PROTACs are a “two-headed” drug, meaning one end binds to the target protein and the other end binds to the quality control machinery in the cell that is responsible for getting rid of the problematic proteins. In the end, PROTACs essentially drag the problem protein to the disposal machinery, according to Crews.

Crews added that PROTACs are unique because they do not bind and inhibit protein function. Instead, they simply tag and move on to the next molecule.

“ARV-110 is a pioneer since it was the first-ever PROTAC degrader to enter human clinical trials,” Taavi Neklesa, a former postdoctoral student in Crew’s lab who helped develop ARV-110, the PROTAC drug currently undergoing clinical trials, wrote to the News. “Since Androgen Receptor remains the driver of prostate cancer and the cancer cells keep making more of it as the disease worsens, the hope is that ARV-110 can completely wipe out Androgen Receptor and help patients with this type of cancer.”

Androgen receptors are receptors responsible for regulating the body’s response to hormones, such as testosterone. In prostate cancer, increased levels of androgen receptors and testosterone drive the progression of the disease. 

Traditional drugs need to bind to target proteins in order to inhibit their function. To ensure all of the target proteins are inhibited correctly, doctors have to administer high levels of the inhibitor drugs. PROTACs offer the promise of using lower doses of drugs.

In addition, since PROTACs are not inhibitors, they can be used to target other proteins like scaffold proteins whose only function is to act as a physical piece of the cell. This opens up new possibilities for targeting other diseases such as Alzheimer’s, according to Petrylak.

Over the past two years, the PROTAC drugs developed for prostate cancer have been undergoing clinical trials.

“Along the way, there were many scientific challenges and we had to convince many people to appreciate the new modality and its clinical utility,” Neklesa wrote. “For instance, it took us 3 years to optimize AR PROTACs to achieve compounds that can be taken as an oral pill. All told, many thousands of molecules were synthesized to finally discover ARV-110.”

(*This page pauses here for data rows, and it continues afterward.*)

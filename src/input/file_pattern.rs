use std::path::PathBuf;

use derive_more::Display;
use serde::Deserialize;
use thiserror::Error;

#[derive(Debug, Clone, Error, PartialEq, Eq)]
pub enum InvalidFilePattern {
    #[error("file pattern `{0}` has no placeholder for the week number (like `%02d`)")]
    MissingPlaceholder(String),
    #[error("file pattern `{0}` has more than one placeholder for the week number")]
    TooManyPlaceholders(String),
    #[error("file pattern `{pattern}` uses unsupported directive `%{verb}`")]
    UnsupportedDirective { pattern: String, verb: char },
    #[error("file pattern `{0}` ends with an incomplete directive")]
    IncompleteDirective(String),
    #[error("file pattern `{0}` has a width larger than 1000000")]
    WidthTooLarge(String),
}

/// The largest width a placeholder may have.
const MAX_WIDTH: usize = 1_000_000;

#[derive(Debug, Clone, Copy, PartialEq, Eq)]
enum Padding {
    /// `%5d`
    Spaces,
    /// `%05d`
    Zeros,
    /// `%-5d`
    Trailing,
}

#[derive(Debug, Clone, Copy, PartialEq, Eq)]
struct Placeholder {
    padding: Padding,
    width: usize,
}

/// The name of the generated pdf files, with a printf-style placeholder
/// for the week number (`week-%02d.pdf`).
#[derive(Debug, Clone, Display, PartialEq, Eq, Deserialize)]
#[serde(try_from = "String")]
#[display("{}", source)]
pub struct FilePattern {
    source: String,
    prefix: String,
    placeholder: Placeholder,
    suffix: String,
}

impl FilePattern {
    pub fn new(pattern: impl Into<String>) -> Result<Self, InvalidFilePattern> {
        let source = pattern.into();

        let mut prefix = String::new();
        let mut suffix = String::new();
        let mut placeholder = None;

        let mut chars = source.chars().peekable();
        while let Some(c) = chars.next() {
            let literal = if placeholder.is_some() {
                &mut suffix
            } else {
                &mut prefix
            };

            if c != '%' {
                literal.push(c);
                continue;
            }

            if chars.next_if_eq(&'%').is_some() {
                literal.push('%');
                continue;
            }

            let mut padding = Padding::Spaces;
            while let Some(flag) = chars.next_if(|&c| c == '0' || c == '-') {
                padding = match (flag, padding) {
                    ('-', _) | (_, Padding::Trailing) => Padding::Trailing,
                    _ => Padding::Zeros,
                };
            }

            let mut width: usize = 0;
            while let Some(digit) = chars.next_if(char::is_ascii_digit) {
                width = width
                    .checked_mul(10)
                    .and_then(|width| width.checked_add(digit as usize - '0' as usize))
                    .filter(|&width| width <= MAX_WIDTH)
                    .ok_or_else(|| InvalidFilePattern::WidthTooLarge(source.clone()))?;
            }

            match chars.next() {
                Some('d' | 'v') if placeholder.is_none() => {
                    placeholder = Some(Placeholder { padding, width });
                }
                Some('d' | 'v') => return Err(InvalidFilePattern::TooManyPlaceholders(source)),
                Some(verb) => {
                    return Err(InvalidFilePattern::UnsupportedDirective {
                        pattern: source,
                        verb,
                    })
                }
                None => return Err(InvalidFilePattern::IncompleteDirective(source)),
            }
        }

        let placeholder =
            placeholder.ok_or_else(|| InvalidFilePattern::MissingPlaceholder(source.clone()))?;

        Ok(Self {
            source,
            prefix,
            placeholder,
            suffix,
        })
    }

    /// The file name for the given week.
    #[must_use]
    pub fn file_name(&self, week: u32) -> PathBuf {
        let width = self.placeholder.width;
        let number = match self.placeholder.padding {
            Padding::Spaces => format!("{:>width$}", week),
            Padding::Zeros => format!("{:0width$}", week),
            Padding::Trailing => format!("{:<width$}", week),
        };

        PathBuf::from(format!("{}{}{}", self.prefix, number, self.suffix))
    }
}

impl TryFrom<String> for FilePattern {
    type Error = InvalidFilePattern;

    fn try_from(value: String) -> Result<Self, Self::Error> {
        Self::new(value)
    }
}

#[cfg(test)]
mod tests {
    use super::*;

    use pretty_assertions::assert_eq;

    fn file_name(pattern: &str, week: u32) -> String {
        FilePattern::new(pattern)
            .expect("pattern should be valid")
            .file_name(week)
            .display()
            .to_string()
    }

    #[test]
    fn test_file_name() {
        assert_eq!(file_name("week-%02d.pdf", 3), "week-03.pdf");
        assert_eq!(file_name("week-%02d.pdf", 42), "week-42.pdf");
        assert_eq!(file_name("week-%d.pdf", 7), "week-7.pdf");
        assert_eq!(file_name("week-%v.pdf", 7), "week-7.pdf");
        assert_eq!(file_name("pdfs/%03d.pdf", 5), "pdfs/005.pdf");
        assert_eq!(file_name("[%3d]", 5), "[  5]");
        assert_eq!(file_name("[%-3d]", 5), "[5  ]");
        assert_eq!(file_name("[%0-3d]", 5), "[5  ]");
        assert_eq!(file_name("100%%-%d.pdf", 1), "100%-1.pdf");
        assert_eq!(file_name("%d", 53), "53");
    }

    #[test]
    fn test_invalid_patterns() {
        assert_eq!(
            FilePattern::new("week.pdf"),
            Err(InvalidFilePattern::MissingPlaceholder("week.pdf".into()))
        );
        assert_eq!(
            FilePattern::new("%d-%d.pdf"),
            Err(InvalidFilePattern::TooManyPlaceholders("%d-%d.pdf".into()))
        );
        assert_eq!(
            FilePattern::new("week-%s.pdf"),
            Err(InvalidFilePattern::UnsupportedDirective {
                pattern: "week-%s.pdf".into(),
                verb: 's'
            })
        );
        assert_eq!(
            FilePattern::new("week-%02"),
            Err(InvalidFilePattern::IncompleteDirective("week-%02".into()))
        );
    }

    #[test]
    fn test_width_too_large() {
        for pattern in ["week-%99999999999999999999999d.pdf", "week-%2000000000000d.pdf"] {
            assert_eq!(
                FilePattern::new(pattern),
                Err(InvalidFilePattern::WidthTooLarge(pattern.into()))
            );
        }

        assert_eq!(
            file_name("%1000000d", 1).len(),
            1_000_000,
            "the largest width is still accepted"
        );
    }

    #[test]
    fn test_deserialize_huge_width() {
        let json = "\"week-%99999999999999999999999d.pdf\"";
        assert!(serde_json::from_str::<FilePattern>(json).is_err());
    }

    #[test]
    fn test_deserialize() {
        let pattern: FilePattern = serde_json::from_str("\"week-%02d.pdf\"").unwrap();
        assert_eq!(pattern.to_string(), "week-%02d.pdf");

        assert!(serde_json::from_str::<FilePattern>("\"week.pdf\"").is_err());
    }
}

The data from the Phase I trials suggested that certain patients with a specific mutation in the androgen receptor benefit from treatment with the newly developed PROTAC drug, according to Petrylak.

Crews said that he first published the technology in 2001. In 2013, Crews started a New Haven-based company, Arvinas, which now has three PROTACs in clinical trials for prostate and breast cancer.

Currently, the drug is moving into Phase III clinical trials, and Petrylak and Crews said their eventual goal is to obtain FDA approval for use in patients with prostate cancer.

Crew joined Yale faculty in 1995, and Petrylak joined Yale faculty in 2012.